//! Lowering of a syntax fragment into a flat instruction list.
//!
//! The builder walks the tree once, in evaluation order. Every statement and
//! expression it visits becomes an element: the half-open range of
//! instructions emitted while the node was open. Jumps to elements that are
//! not finished yet are queued in the buffer and patched later.

mod conditions;
mod constants;
mod exceptions;
mod expressions;
mod scope;
mod statements;

use tracing::{debug, debug_span, error};
use tree_sitter::Node;

use self::conditions::BranchTargets;
use self::exceptions::{FinallyRecord, HandlerFrame};
use self::scope::{Declared, ScopeStack};
use self::statements::JumpFrame;
use super::buffer::{Boundary, FlowBuffer};
use super::cancel::Cancellation;
use super::flow::ControlFlow;
use super::instruction::{BranchRole, Instruction, Variable, VariableKind};
use super::options::FlowOptions;
use super::policy::FlowPolicy;
use crate::errors::{FlowError, Result};
use crate::syntax::{find_incomplete_code, first_child_of_kind, named_children, node_text, SyntaxRef};

/// One end of a syntax node, used as a jump destination.
#[derive(Debug, Clone, Copy, PartialEq, Eq)]
pub(crate) struct Target {
    node: SyntaxRef,
    boundary: Boundary,
}

impl Target {
    fn start(node: impl Into<SyntaxRef>) -> Self {
        Self {
            node: node.into(),
            boundary: Boundary::Start,
        }
    }

    fn end(node: impl Into<SyntaxRef>) -> Self {
        Self {
            node: node.into(),
            boundary: Boundary::End,
        }
    }
}

/// Build the control flow of `node`.
///
/// `node` is normally a method, constructor, initializer or lambda, but any
/// statement or expression works. Fails with [`FlowError::IncompleteCode`]
/// when the fragment has parse errors and with [`FlowError::Canceled`] when
/// `cancellation` fires.
pub fn build_flow(
    node: Node<'_>,
    source: &[u8],
    policy: &dyn FlowPolicy,
    options: FlowOptions,
    cancellation: &Cancellation,
) -> Result<ControlFlow> {
    let root = SyntaxRef::of(node);
    let span = debug_span!("build_flow", fragment = %root, policy = policy.key());
    let _guard = span.enter();

    if let Some(incomplete) = find_incomplete_code(node) {
        let incomplete = SyntaxRef::of(incomplete);
        debug!(node = %incomplete, "Fragment contains incomplete code");
        return Err(FlowError::IncompleteCode { node: incomplete });
    }

    let mut builder = FlowBuilder::new(root, source, policy, options, cancellation);
    let flow = builder
        .lower_fragment(node)
        .and_then(|()| builder.into_flow())
        .inspect_err(|err| {
            if matches!(err, FlowError::Invariant { .. }) {
                error!(error = %err, "Control flow construction failed");
            }
        })?;

    debug!(
        instructions = flow.size(),
        variables = flow.variables().len(),
        folded = flow.constant_condition_occurred(),
        "Built control flow"
    );
    Ok(flow)
}

pub(crate) struct FlowBuilder<'a> {
    fragment: SyntaxRef,
    source: &'a [u8],
    policy: &'a dyn FlowPolicy,
    options: FlowOptions,
    cancellation: &'a Cancellation,
    buffer: FlowBuffer,
    targets: Vec<BranchTargets>,
    jumps: Vec<JumpFrame>,
    handlers: Vec<HandlerFrame>,
    finallies: Vec<FinallyRecord>,
    scopes: ScopeStack,
    nested_blocks: Vec<SyntaxRef>,
    pending_labels: Vec<String>,
}

impl<'a> FlowBuilder<'a> {
    fn new(
        fragment: SyntaxRef,
        source: &'a [u8],
        policy: &'a dyn FlowPolicy,
        options: FlowOptions,
        cancellation: &'a Cancellation,
    ) -> Self {
        Self {
            fragment,
            source,
            policy,
            options,
            cancellation,
            buffer: FlowBuffer::new(),
            targets: Vec::new(),
            jumps: Vec::new(),
            handlers: Vec::new(),
            finallies: Vec::new(),
            scopes: ScopeStack::default(),
            nested_blocks: Vec::new(),
            pending_labels: Vec::new(),
        }
    }

    fn lower_fragment(&mut self, node: Node<'_>) -> Result<()> {
        let root = self.start(node)?;
        self.scopes.push();
        self.targets.push(BranchTargets::uniform(Target::end(root)));

        match node.kind() {
            "method_declaration" | "constructor_declaration" | "compact_constructor_declaration" => {
                if let Some(parameters) = node.child_by_field_name("parameters") {
                    self.declare_parameters(parameters);
                }
                if let Some(body) = node.child_by_field_name("body") {
                    self.lower_statement(body)?;
                }
            }
            "lambda_expression" => {
                if let Some(parameters) = node.child_by_field_name("parameters") {
                    self.declare_parameters(parameters);
                }
                if let Some(body) = node.child_by_field_name("body") {
                    if body.kind() == "block" {
                        self.lower_statement(body)?;
                    } else {
                        self.lower_expression(body)?;
                    }
                }
            }
            "static_initializer" => {
                if let Some(block) = first_child_of_kind(node, "block") {
                    self.lower_statement(block)?;
                }
            }
            kind if statements::is_statement(kind) => {
                let before = self.buffer.size();
                self.lower_statement_kind(node)?;
                if self.buffer.size() == before {
                    self.emit(Instruction::Empty)?;
                }
            }
            _ => self.lower_expression_kind(node)?,
        }

        self.targets.pop();
        self.scopes.pop();
        self.finish(root)
    }

    fn into_flow(&mut self) -> Result<ControlFlow> {
        if !self.jumps.is_empty() || !self.handlers.is_empty() || !self.targets.is_empty() {
            return Err(FlowError::invariant(
                "jump, handler or branch stack not empty after lowering",
            ));
        }
        let end = self.buffer.size();
        self.buffer.resolve_pending(end);
        let buffer = std::mem::take(&mut self.buffer);
        buffer.freeze(self.fragment, std::mem::take(&mut self.nested_blocks))
    }

    fn text(&self, node: Node<'_>) -> &'a str {
        node_text(node, self.source)
    }

    fn start(&mut self, node: Node<'_>) -> Result<SyntaxRef> {
        let handle = SyntaxRef::of(node);
        self.cancellation.check(handle)?;
        self.buffer.start_element(handle)?;
        Ok(handle)
    }

    fn finish(&mut self, handle: SyntaxRef) -> Result<()> {
        self.buffer.finish_element(handle)
    }

    fn emit(&mut self, instruction: Instruction) -> Result<usize> {
        self.buffer.append(instruction)
    }

    fn emit_to(&mut self, instruction: Instruction, target: Target) -> Result<()> {
        self.emit(instruction)?;
        self.buffer.add_offset_later(target.node, target.boundary)
    }

    fn emit_goto(&mut self, target: Target, role: BranchRole, is_return: bool) -> Result<()> {
        self.emit_to(
            Instruction::GoTo {
                offset: 0,
                role,
                is_return,
            },
            target,
        )
    }

    fn emit_conditional(
        &mut self,
        target: Target,
        role: BranchRole,
        when: bool,
        condition: Option<SyntaxRef>,
    ) -> Result<()> {
        self.emit_to(
            Instruction::ConditionalGoTo {
                offset: 0,
                role,
                when,
                condition,
            },
            target,
        )
    }

    fn is_tracked(&self, variable: &Variable) -> bool {
        if variable.kind == VariableKind::Parameter {
            self.policy.is_parameter_tracked(variable)
        } else {
            self.policy.is_variable_tracked(variable)
        }
    }

    fn read(&mut self, variable: &Variable) -> Result<()> {
        if self.is_tracked(variable) {
            let id = self.buffer.intern(variable.clone());
            self.emit(Instruction::ReadVariable { variable: id })?;
        }
        Ok(())
    }

    fn write(&mut self, variable: &Variable) -> Result<()> {
        if self.is_tracked(variable) {
            let id = self.buffer.intern(variable.clone());
            self.emit(Instruction::WriteVariable { variable: id })?;
        }
        Ok(())
    }

    fn declare(&mut self, name: &str, variable: Variable, catch_types: Vec<String>) {
        self.scopes.declare(
            name,
            Declared {
                variable,
                catch_types,
                constant: None,
            },
        );
    }

    fn declare_parameters(&mut self, parameters: Node<'_>) {
        let names: Vec<(Node<'_>, Node<'_>)> = match parameters.kind() {
            "identifier" => vec![(parameters, parameters)],
            _ => named_children(parameters)
                .into_iter()
                .filter_map(|param| match param.kind() {
                    "identifier" => Some((param, param)),
                    "formal_parameter" => param.child_by_field_name("name").map(|n| (param, n)),
                    "spread_parameter" => first_child_of_kind(param, "variable_declarator")
                        .and_then(|d| d.child_by_field_name("name"))
                        .map(|n| (param, n)),
                    _ => None,
                })
                .collect(),
        };
        for (declaration, name) in names {
            let name = self.text(name);
            let variable =
                Variable::local(name, VariableKind::Parameter, SyntaxRef::of(declaration));
            self.declare(name, variable, Vec::new());
        }
    }
}

#[cfg(test)]
mod tests {
    use super::*;
    use crate::analysis::control_flow::policy::{LocalVariablesPolicy, LocalsAndFieldsPolicy};
    use crate::syntax::{parse_java, JavaSource};
    use indoc::indoc;
    use pretty_assertions::assert_eq;

    fn method_source(body: &str) -> JavaSource {
        parse_java(&format!("class T {{\n{body}\n}}")).unwrap()
    }

    fn listing(source: &JavaSource, name: &str, options: FlowOptions) -> Vec<String> {
        let method = source.procedure(name).unwrap();
        let flow = build_flow(
            method.node,
            source.bytes(),
            &LocalVariablesPolicy,
            options,
            &Cancellation::new(),
        )
        .unwrap();
        (0..flow.size()).map(|i| flow.render(i)).collect()
    }

    #[test]
    fn test_straight_line_code() {
        let source = method_source("void m(int a) { int b = a; b = b + 1; }");
        assert_eq!(
            listing(&source, "m", FlowOptions::default()),
            vec!["READ a", "WRITE b", "READ b", "WRITE b"]
        );
    }

    #[test]
    fn test_if_else_layout() {
        let source = method_source("void m(boolean c) { if (c) { a(); } else { b(); } }");
        assert_eq!(
            listing(&source, "m", FlowOptions::default()),
            vec![
                "READ c",
                "COND_GOTO [ELSE] false 4",
                "SIMPLE",
                "GOTO [END] 5",
                "SIMPLE",
            ]
        );
    }

    #[test]
    fn test_while_loop_jumps_back_to_condition() {
        let source = method_source("void m(boolean c) { while (c) { step(); } }");
        assert_eq!(
            listing(&source, "m", FlowOptions::default()),
            vec!["READ c", "COND_GOTO [END] false 4", "SIMPLE", "GOTO [END] 0"]
        );
    }

    #[test]
    fn test_return_jumps_to_exit() {
        let source = method_source("int m(int a) { return a; }");
        assert_eq!(
            listing(&source, "m", FlowOptions::default()),
            vec!["READ a", "GOTO [END] 2 RETURN"]
        );
    }

    #[test]
    fn test_empty_statement_gets_an_instruction() {
        let source = method_source("void m() { {} }");
        assert_eq!(listing(&source, "m", FlowOptions::default()), vec!["EMPTY"]);
    }

    #[test]
    fn test_fields_follow_policy() {
        let source = method_source(indoc! {"
            int count;
            void m() { this.count = count + 1; }
        "});
        let method = source.procedure("m").unwrap();
        let locals = build_flow(
            method.node,
            source.bytes(),
            &LocalVariablesPolicy,
            FlowOptions::default(),
            &Cancellation::new(),
        )
        .unwrap();
        let fields = build_flow(
            method.node,
            source.bytes(),
            &LocalsAndFieldsPolicy,
            FlowOptions::default(),
            &Cancellation::new(),
        )
        .unwrap();
        assert_eq!(locals.size(), 1);
        assert_eq!(
            (0..fields.size()).map(|i| fields.render(i)).collect::<Vec<_>>(),
            vec!["READ count", "WRITE count"]
        );
    }

    #[test]
    fn test_incomplete_code_is_rejected() {
        let source = method_source("void m() { if (x { ) ) foo(; }");
        let method = source.root();
        let err = build_flow(
            method,
            source.bytes(),
            &LocalVariablesPolicy,
            FlowOptions::default(),
            &Cancellation::new(),
        )
        .unwrap_err();
        assert!(matches!(err, FlowError::IncompleteCode { .. }));
    }

    #[test]
    fn test_canceled_build_returns_canceled() {
        let source = method_source("void m() { a(); b(); }");
        let method = source.procedure("m").unwrap();
        let token = Cancellation::new();
        token.cancel();
        let err = build_flow(
            method.node,
            source.bytes(),
            &LocalVariablesPolicy,
            FlowOptions::default(),
            &token,
        )
        .unwrap_err();
        assert!(matches!(err, FlowError::Canceled { .. }));
    }
}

• **Assignment**
Say how many lines above hold the word "matches", giving only the count.

• **Task solution**
3